— И я, — кивнула она. — Я тоже.
В нем вдруг поднялась горячая, жаркая волна. Захотелось встать перед ней, обнять, отвести душистую прядь волос, доверительно шепнуть в маленькое розовое ухо: ты — знаешь? Догадывалась?
Но вместо этого он чувствовал, что все глубже погружается в пропасть, в теснину, края которой сходятся страшно и глухо, сдавливают его. А она наверху — ходит, ищет. Может быть, даже отчаянно зовет. Но не знает, что нужно просто опустить глаза.
— Что тебя беспокоит?
Он чуть было не прибавил — «еще», но вовремя прикусил язык.
— Понимаешь, в чем дело, — сказала Наталья. — Наверное, только я и могу видеть тебя по-настоящему. Это — не бабья блажь.
— Я ведь уже сказал — верю, — он попытался успокоить ее, но вместо этого разволновался сам. — А почему — блажь?
«С чего она все-таки взяла, что я способен хоть немного поверить во всю эту… Без сомнений, обычного здорового скептицизма и нездоровых мужских комплексов-опасений. Она что, настолько мне доверяет? Или просто до сих пор находится под впечатлением увиденного?
А что тогда прикажете делать мне? На стенку лезть? Искать новых докторов и колдуний, чтобы они выковыряли, выпотрошили, вырезали из меня невесть что, чем я обязан именно ей — милой, душевной и заботливой? И теперь ее снедают муки совести! Иначе, будь она обычной женщиной, живущей в реальном мире, она бы, прежде всего, попыталась вживить, впаять в меня свое знание обо мне. Свое представление об опасности.
Неужто она верит, что так сразу убедила меня в том, чему не поверит ни один нормальный мужик на моем месте? Она с самого начала ставила меня на одну доску с собой? Забавно…»
— Конечно, я поверил сразу, что дело серьезно, — кивнул он. — Но пойми сама: как все это должно сразу уложиться в голове обычного человека, который ничего не видит… как ты… который не готов ко всему этакому…
— Но ведь уложилось же, — возразила она. — Иначе бы ты сегодня с утра не кинулся по больницам, верно?
— Скажи еще — сломя голову, — буркнул он, чувствуя, как предательски краснеет. Затем помолчал, но надолго не удержался — подозрительно покосился на нее.
— А откуда ты знаешь? Это что, тоже входит в твои…
— Успокойся, никуда это не входит, — улыбнулась она. — Просто от тебя за версту несет больницей.
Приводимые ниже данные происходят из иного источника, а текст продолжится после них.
impl AssignmentSink {
    fn finish(self) -> LineAssignments {
        let category: Vec<u8> = self.row_max.iter().map(|&m| category_of(m)).collect();

        let mut lines_per_category = [0usize; 3];
        let mut rows_per_category = [0usize; 3];
        for (r, &cat) in category.iter().enumerate() {
            lines_per_category[cat as usize] += self.row_lines[r];
            rows_per_category[cat as usize] += 1;
        }

        let mut offsets = [0usize; 3];
        offsets[1] = rows_per_category[0];
        offsets[2] = rows_per_category[0] + rows_per_category[1];

        let mut seen = [0usize; 3];
        let mut permutation = vec![0usize; self.nrow];
        for (r, &cat) in category.iter().enumerate() {
            permutation[r] = offsets[cat as usize] + seen[cat as usize];
            seen[cat as usize] += 1;
        }

        LineAssignments {
            category,
            lines_per_category,
            rows_per_category,
            permutation,
        }
    }
}

/// Compute the layered pre-pass over an in-memory document.
pub fn line_assignments_from_buffer(buffer: &[u8]) -> Result<LineAssignments, AnymatError> {
    line_assignments(&mut &buffer[..])
}

/// Compute the layered pre-pass over any byte reader.
pub fn line_assignments<R: BufRead>(reader: &mut R) -> Result<LineAssignments, AnymatError> {
    let mut sink = AssignmentSink::default();
    parse(reader, &mut sink)?;
    Ok(sink.finish())
}

/// Second parsing pass: route each entry to its bucket's triplet store,
/// with the row renumbered to its local position inside the bucket.
struct BuilderSink<'a> {
    assignments: &'a LineAssignments,
    offsets: [usize; 3],
    ncol: usize,
    values: [Vec<u32>; 3],
    rows: [Vec<u32>; 3],
    cols: [Vec<u32>; 3],
}

impl<'a> BuilderSink<'a> {
    fn new(assignments: &'a LineAssignments) -> Self {
        let offsets = [
            0,
            assignments.rows_per_category[0],
            assignments.rows_per_category[0] + assignments.rows_per_category[1],
        ];
        BuilderSink {
            assignments,
            offsets,
            ncol: 0,
            values: Default::default(),
            rows: Default::default(),
            cols: Default::default(),
        }
    }
}

impl MmSink for BuilderSink<'_> {
    fn dimensions(&mut self, header: MarketHeader) -> Result<(), AnymatError> {
        self.ncol = header.ncol;
        Ok(())
    }

    fn line(&mut self, row: usize, col: usize, value: u64) -> Result<(), AnymatError> {
        if value == 0 {
            return Ok(());
        }
        let cat = self.assignments.category[row] as usize;
        let local = self.assignments.permutation[row] - self.offsets[cat];
        self.values[cat].push(value as u32);
        self.rows[cat].push(local as u32);
        self.cols[cat].push(col as u32);
        Ok(())
    }
}

/// One magnitude bucket of a [`LayeredMatrix`]: a column-compressed
/// storage at the narrowest width holding that bucket's values.
#[derive(Debug, Clone)]
enum LayerStore<I: MatIndex> {
    U8(CsMatrix<u8, I>),
    U16(CsMatrix<u16, I>),
    U32(CsMatrix<u32, I>),
}

#[derive(Debug, Clone)]
struct Layer<I: MatIndex> {
    /// The grouped row index of this bucket's first row.
    offset: usize,
    store: LayerStore<I>,
}

macro_rules! with_store {
    ($layer: expr, $m: ident => $body: expr) => {
        match &$layer.store {
            LayerStore::U8($m) => $body,
            LayerStore::U16($m) => $body,
            LayerStore::U32($m) => $body,
        }
    };
}

/// A column-compressed `f64` matrix backed by up to three narrow-integer
/// buckets stacked along the row axis.
///
/// Built by the layered Matrix Market loader; rows are grouped by
/// magnitude bucket, so callers translate row numbers through the loader's
/// permutation.
#[derive(Debug, Clone)]
pub struct LayeredMatrix<I: MatIndex = u16> {
    nrows: usize,
    ncols: usize,
    layers: Vec<Layer<I>>,
}

impl<I: MatIndex> LayeredMatrix<I> {
    fn layer_rows(layer: &Layer<I>) -> usize {
        with_store!(layer, m => m.nrow())
    }

    /// The layer holding grouped row `r`, with the row renumbered locally.
    fn locate(&self, r: usize) -> (usize, usize) {
        for (idx, layer) in self.layers.iter().enumerate() {
            let n = Self::layer_rows(layer);
            if r < layer.offset + n {
                return (idx, r - layer.offset);
            }
        }
        unreachable!("row {} beyond the layered row space", r)
    }
}

impl<I: MatIndex> Matrix<f64> for LayeredMatrix<I> {
    type Index = i32;

    fn nrow(&self) -> usize {
        self.nrows
    }

    fn ncol(&self) -> usize {
        self.ncols
    }

    fn is_sparse(&self) -> bool {
        true
    }

    fn prefers_rows(&self) -> bool {
        false
    }

    fn new_workspace(&self, row_axis: bool) -> Option<Workspace> {
        if !row_axis {
            return None;
        }
        let per_layer = self
            .layers
            .iter()
            .map(|layer| {
                let indptr = with_store!(layer, m => m.indptr());
                Workspace::Compressed(SecondaryCursors::new(indptr))
            })
            .collect();
        Some(Workspace::Layered(per_layer))
    }

    fn row_into<'a>(
        &'a self,
        r: usize,
        buffer: &'a mut [f64],
        first: usize,
        last: usize,
        work: Option<&mut Workspace>,
    ) -> &'a [f64] {
        debug_assert!(r < self.nrows);
        debug_assert!(first <= last && last <= self.ncols);
        let n = last - first;
        for slot in buffer[..n].iter_mut() {
            *slot = 0.0;
        }
        let (idx, local) = self.locate(r);
        let layer = &self.layers[idx];
        let cursors = layer_cursors(work, idx);
        with_store!(layer, m => {
            let indptr = m.indptr();
            let indices = m.indices();
            let forward = cursors
                .as_ref()
                .map_or(false, |c| c.last.map_or(true, |l| local >= l));
            match cursors {
                Some(cursors) => {
                    for p in first..last {
                        let (lo, hi) = (indptr[p], indptr[p + 1]);
                        let cur = &mut cursors.offsets[p];
                        if let Some(k) =
                            lookup_with_cursor(indices, lo, hi, local, cur, forward)
                        {
                            buffer[p - first] = cast(m.data()[k]).unwrap();
                        }
                    }
                    cursors.last = Some(local);
                }
                None => {
                    for p in first..last {
                        let (lo, hi) = (indptr[p], indptr[p + 1]);
                        if let Some(k) = lookup_binary(indices, lo, hi, local) {
                            buffer[p - first] = cast(m.data()[k]).unwrap();
                        }
                    }
                }
            }
        });
        &buffer[..n]
    }

    fn column_into<'a>(
        &'a self,
        c: usize,
        buffer: &'a mut [f64],
        first: usize,
        last: usize,
        _work: Option<&mut Workspace>,
    ) -> &'a [f64] {
        debug_assert!(c < self.ncols);
        debug_assert!(first <= last && last <= self.nrows);
        let n = last - first;
        for slot in buffer[..n].iter_mut() {
            *slot = 0.0;
        }
        for layer in self.layers.iter() {
            let nrows = Self::layer_rows(layer);
            let lfirst = first.saturating_sub(layer.offset).min(nrows);
            let llast = last.saturating_sub(layer.offset).min(nrows);
            if lfirst >= llast {
                continue;
            }
            with_store!(layer, m => {
                let (lo, hi) = (m.indptr()[c], m.indptr()[c + 1]);
                let (l, h) = window_of_slab(m.indices(), lo, hi, lfirst, llast);
                for k in l..h {
                    let row = layer.offset + m.indices()[k].index();
                    buffer[row - first] = cast(m.data()[k]).unwrap();
                }
            });
        }
        &buffer[..n]
    }

    fn sparse_row_into<'a>(
        &'a self,
        r: usize,
        vbuf: &'a mut [f64],
        ibuf: &'a mut [i32],
        first: usize,
        last: usize,
        work: Option<&mut Workspace>,
        _sorted: bool,
    ) -> SparseRange<'a, f64, i32> {
        debug_assert!(r < self.nrows);
        debug_assert!(first <= last && last <= self.ncols);
        let (idx, local) = self.locate(r);
        let layer = &self.layers[idx];
        let cursors = layer_cursors(work, idx);
        let mut n = 0;
        with_store!(layer, m => {
            let indptr = m.indptr();
            let indices = m.indices();
            let forward = cursors
                .as_ref()
                .map_or(false, |c| c.last.map_or(true, |l| local >= l));
            match cursors {
                Some(cursors) => {
                    for p in first..last {
                        let (lo, hi) = (indptr[p], indptr[p + 1]);
                        let cur = &mut cursors.offsets[p];
                        if let Some(k) =
                            lookup_with_cursor(indices, lo, hi, local, cur, forward)
                        {
                            vbuf[n] = cast(m.data()[k]).unwrap();
                            ibuf[n] = i32::from_usize(p);
                            n += 1;
                        }
                    }
                    cursors.last = Some(local);
                }
                None => {
                    for p in first..last {
                        let (lo, hi) = (indptr[p], indptr[p + 1]);
                        if let Some(k) = lookup_binary(indices, lo, hi, local) {
                            vbuf[n] = cast(m.data()[k]).unwrap();
                            ibuf[n] = i32::from_usize(p);
                            n += 1;
                        }
                    }
                }
            }
        });
        SparseRange::new(&vbuf[..n], &ibuf[..n])
    }

    fn sparse_column_into<'a>(
        &'a self,
        c: usize,
        vbuf: &'a mut [f64],
        ibuf: &'a mut [i32],
        first: usize,
        last: usize,
        _work: Option<&mut Workspace>,
        _sorted: bool,
    ) -> SparseRange<'a, f64, i32> {
        debug_assert!(c < self.ncols);
        debug_assert!(first <= last && last <= self.nrows);
        let mut n = 0;
        // layers are stacked in row order, so the output stays sorted
        for layer in self.layers.iter() {
            let nrows = Self::layer_rows(layer);
            let lfirst = first.saturating_sub(layer.offset).min(nrows);
            let llast = last.saturating_sub(layer.offset).min(nrows);
            if lfirst >= llast {
                continue;
            }
            with_store!(layer, m => {
                let (lo, hi) = (m.indptr()[c], m.indptr()[c + 1]);
                let (l, h) = window_of_slab(m.indices(), lo, hi, lfirst, llast);
                for k in l..h {
                    vbuf[n] = cast(m.data()[k]).unwrap();
                    ibuf[n] = i32::from_usize(layer.offset + m.indices()[k].index());
                    n += 1;
                }
            });
        }
        SparseRange::new(&vbuf[..n], &ibuf[..n])
    }
}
— Как это? — удивился Вадим, смущенно разглядывая ладони, точно намеревался обнаружить там пахучие следы лекарств или нашатыря.
— Волосы, — спокойно пояснила она. — Они легко впитывают все острые и химические запахи. Да и потом не слишком-то спешат с ними расстаться.
Она протянула руку и погладила его волосы ласковым, осторожным движением. Он замер, прислушиваясь к прикосновению женской руки, к пальцам той, которая ему нравилась, но совсем не так, как все другие женщины, что были до нее. Вадим совсем не испытывал к Наталье физического влечения, может, лишь самую малость. Острая тревога о собственном здоровье зачастую притупляет в мужчине все остальные инстинкты. И оттого он начинает беспокоиться еще больше.
— У тебя на столе бутылка, а гостям не предлагаешь, — улыбнулась она.
— Ты разве пьешь? В смысле — водку? — поправился Вадим.